No primeiro galopeio de tentar sair da inércia, o anúncio. Rudi Machado permaneceria á frente do comando técnico. Com ele, as mesmas figuras de sempre. Figuras pré-julgadas imortais, afinal ‘milianos’ em um clube segundino é um desafio pra quem possui paciência.

Um novo gerente de futebol chegou. Mas não só ele. Todo o futebol gaúcho chegou junto. Na mala de um ícone do interior gaudério vinham histórias gloriosas. Farrapos, Xavantes, Áureo-Cerúleos, Colorados e mais alguns tantos, que jamais esquecerão desse nome: Aládio Knebel.

COMISSÃO

Os combatentes começaram a chegar. Algumas figurinhas carimbadas, outras recém lançadas, mas todas objetivadas. O acesso à elite do futebol gaúcho não poderia escapar. Em 21 de janeiro o ‘tiro de marca’ foi dado. Era o início da pré-temporada rubro-verde.

Os 56 dias seguintes foram de trabalho. A agonia do torcedor só aumentava, bem como a ânsia pela temida estréia. Entre alguns poucos amistosos, uma derrota para o Brasil.

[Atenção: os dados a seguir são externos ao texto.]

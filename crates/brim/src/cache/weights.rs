//! # Pretrained Weight Descriptors

use crate::errors::CheckpointLoadError;
use serde::{Deserialize, Serialize};
use std::collections::BTreeMap;

const X25: crc::Crc<u16> = crc::Crc::<u16>::new(&crc::CRC_16_IBM_SDLC);

/// Build a cache key (bare cache file name) from a name and URL.
///
/// The key is ``{name}-{crc16(url)}-{url basename}``.
pub fn url_to_cache_key(
    name: Option<&str>,
    url: &str,
) -> String {
    let hash = X25.checksum(url.as_bytes()).to_string();
    let base_name = url.rsplit_once('/').map_or(url, |(_, base)| base);
    match name {
        Some(n) => format!("{n}-{hash}-{base_name}"),
        None => format!("{hash}-{base_name}"),
    }
}

/// Get the cache resource key for a pretrained weights file.
pub fn pretrained_weights_resource_key(cache_key: &str) -> Vec<String> {
    vec!["weights".to_string(), cache_key.to_string()]
}

/// Static [`PretrainedWeightsDescriptor`] provider.
#[derive(Debug)]
pub struct StaticPretrainedWeightsDescriptor<'a> {
    /// Name of the model.
    pub name: &'a str,

    /// Description of the model.
    pub description: &'a str,

    /// License.
    pub license: Option<&'a str>,

    /// Source URL.
    pub origin: Option<&'a str>,

    /// URLs to download the weights from; the first is canonical.
    pub urls: &'a [&'a str],
}

impl StaticPretrainedWeightsDescriptor<'_> {
    /// Convert to a [`PretrainedWeightsDescriptor`].
    pub fn to_descriptor(&self) -> PretrainedWeightsDescriptor {
        PretrainedWeightsDescriptor {
            name: self.name.to_string(),
            description: self.description.to_string(),
            license: self.license.map(|s| s.to_string()),
            origin: self.origin.map(|s| s.to_string()),
            urls: self.urls.iter().map(|s| s.to_string()).collect(),
        }
    }
}

/// A descriptor for a pretrained weights file.
#[derive(Debug, Serialize, Deserialize, Clone, PartialEq, Eq)]
pub struct PretrainedWeightsDescriptor {
    /// Name of the model.
    pub name: String,

    /// Description of the model.
    pub description: String,

    /// License.
    pub license: Option<String>,

    /// Source URL.
    pub origin: Option<String>,

    /// URLs to download the weights from; the first is canonical.
    pub urls: Vec<String>,
}

impl PretrainedWeightsDescriptor {
    /// The canonical download URL.
    pub fn url(&self) -> Result<&str, CheckpointLoadError> {
        self.urls
            .first()
            .map(String::as_str)
            .ok_or_else(|| CheckpointLoadError::UnknownModel(self.name.clone()))
    }
}

/// Static [`PretrainedWeightsMap`] builder.
#[derive(Debug)]
pub struct StaticPretrainedWeightsMap<'a> {
    /// List of static descriptors.
    pub items: &'a [&'a StaticPretrainedWeightsDescriptor<'a>],
}

impl StaticPretrainedWeightsMap<'_> {
    /// Convert to a [`PretrainedWeightsMap`].
    pub fn to_directory(&self) -> PretrainedWeightsMap {
        PretrainedWeightsMap {
            items: self
                .items
                .iter()
                .map(|d| {
                    let desc = d.to_descriptor();
                    (desc.name.clone(), desc)
                })
                .collect(),
        }
    }
}

/// Immutable directory of [`PretrainedWeightsDescriptor`]s, keyed by name.
#[derive(Debug, Clone, Default, PartialEq)]
pub struct PretrainedWeightsMap {
    /// Map of descriptors.
    pub items: BTreeMap<String, PretrainedWeightsDescriptor>,
}

impl PretrainedWeightsMap {
    /// Lookup a descriptor by name.
    pub fn lookup_by_name(
        &self,
        name: &str,
    ) -> Option<&PretrainedWeightsDescriptor> {
        self.items.get(name)
    }

    /// Lookup a descriptor.
    pub fn try_lookup_by_name(
        &self,
        name: &str,
    ) -> Result<&PretrainedWeightsDescriptor, CheckpointLoadError> {
        self.lookup_by_name(name)
            .ok_or_else(|| CheckpointLoadError::UnknownModel(name.to_string()))
    }

    /// Registered names, in order.
    pub fn names(&self) -> impl Iterator<Item = &str> {
        self.items.keys().map(String::as_str)
    }
}

#[cfg(test)]
mod tests {
    use super::*;

    static TEST_MAP: StaticPretrainedWeightsMap<'static> = StaticPretrainedWeightsMap {
        items: &[&StaticPretrainedWeightsDescriptor {
            name: "my_model",
            description: "some description of my model.",
            license: Some("MIT"),
            origin: Some("https://github.com/my_org/my_model"),
            urls: &["https://example.com/weights/my_model.bin", "mirror"],
        }],
    };

    #[test]
    fn test_url_to_cache_key() {
        let url = "https://example.com/a/b/model.pdparams";
        let hash = X25.checksum(url.as_bytes());
        assert_eq!(
            url_to_cache_key(Some("ResNet18"), url),
            format!("ResNet18-{hash}-model.pdparams")
        );
        assert_eq!(url_to_cache_key(None, url), format!("{hash}-model.pdparams"));
        assert_eq!(url_to_cache_key(None, "bare"), format!("{}-bare", X25.checksum(b"bare")));
    }

    #[test]
    fn test_directory_lookup() {
        let directory = TEST_MAP.to_directory();
        assert_eq!(directory.names().collect::<Vec<_>>(), vec!["my_model"]);

        let desc = directory.try_lookup_by_name("my_model").unwrap();
        assert_eq!(desc.license.as_deref(), Some("MIT"));
        assert_eq!(desc.url().unwrap(), "https://example.com/weights/my_model.bin");
        assert_eq!(desc.urls.len(), 2);

        assert_eq!(
            directory.try_lookup_by_name("other"),
            Err(CheckpointLoadError::UnknownModel("other".to_string()))
        );
    }
}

No dia 17 de março o início da ‘via sacra’. Os vacarienses foram as primeiras presas. Dois tentos a zero e um bom início de certame aliviavam as tensões da massa rubro-verde.

Avassalamos. Fizemos com que toda a desconfiança antes aflorada, esvaísse-se rapidamente. Afinal, além do sucesso à frente de nosso torcedor, ganhamos do Gaúcho e do União Frederiquense, ambos em seus domínios.

AJOELHADO

Os colorados de Santa Maria eram os próximos. Mas um zero á zero morno acabou esfriando a empolgação geral, que uma semana depois, seria totalmente acabada. O adversário era o Riopardense, lá.

Jogadores concentrados, um bom hotel. Mais de cem ‘baguais’ se enfiaram em Rio Pardo. E com uma arbitragem desastrosa, e uma atitude mais desastrosa ainda da polícia e dos torcedores locais e visitantes, o jogo terminou em quebra-pau e correria.

Pessoas machucadas, ônibus quebrados, o estádio demolido e a conta da derrota acomodada no bolso. Será que sobreviveríamos a revolução farrapa e morreríamos de gripe? Nã. Nã.

Uma goleada em casa e um empate no clássico contra os Xavantes trouxeram de volta um pouco de alegria á cidade papareia. Mas ainda faltava uma rodada. E que rodada, meus amigos.

JOGO COM O BRASIL

O combatente era o Ypiranga. E naqueles dias em que nada dá certo, a bola bate nas duas traves e sai, o personagem só podia ser ele: Gonçalves. O zagueiro Ypiranguista fez contra, aos 43 giros do ponteiro na segunda etapa, e levou o Leão à semi-final do certame.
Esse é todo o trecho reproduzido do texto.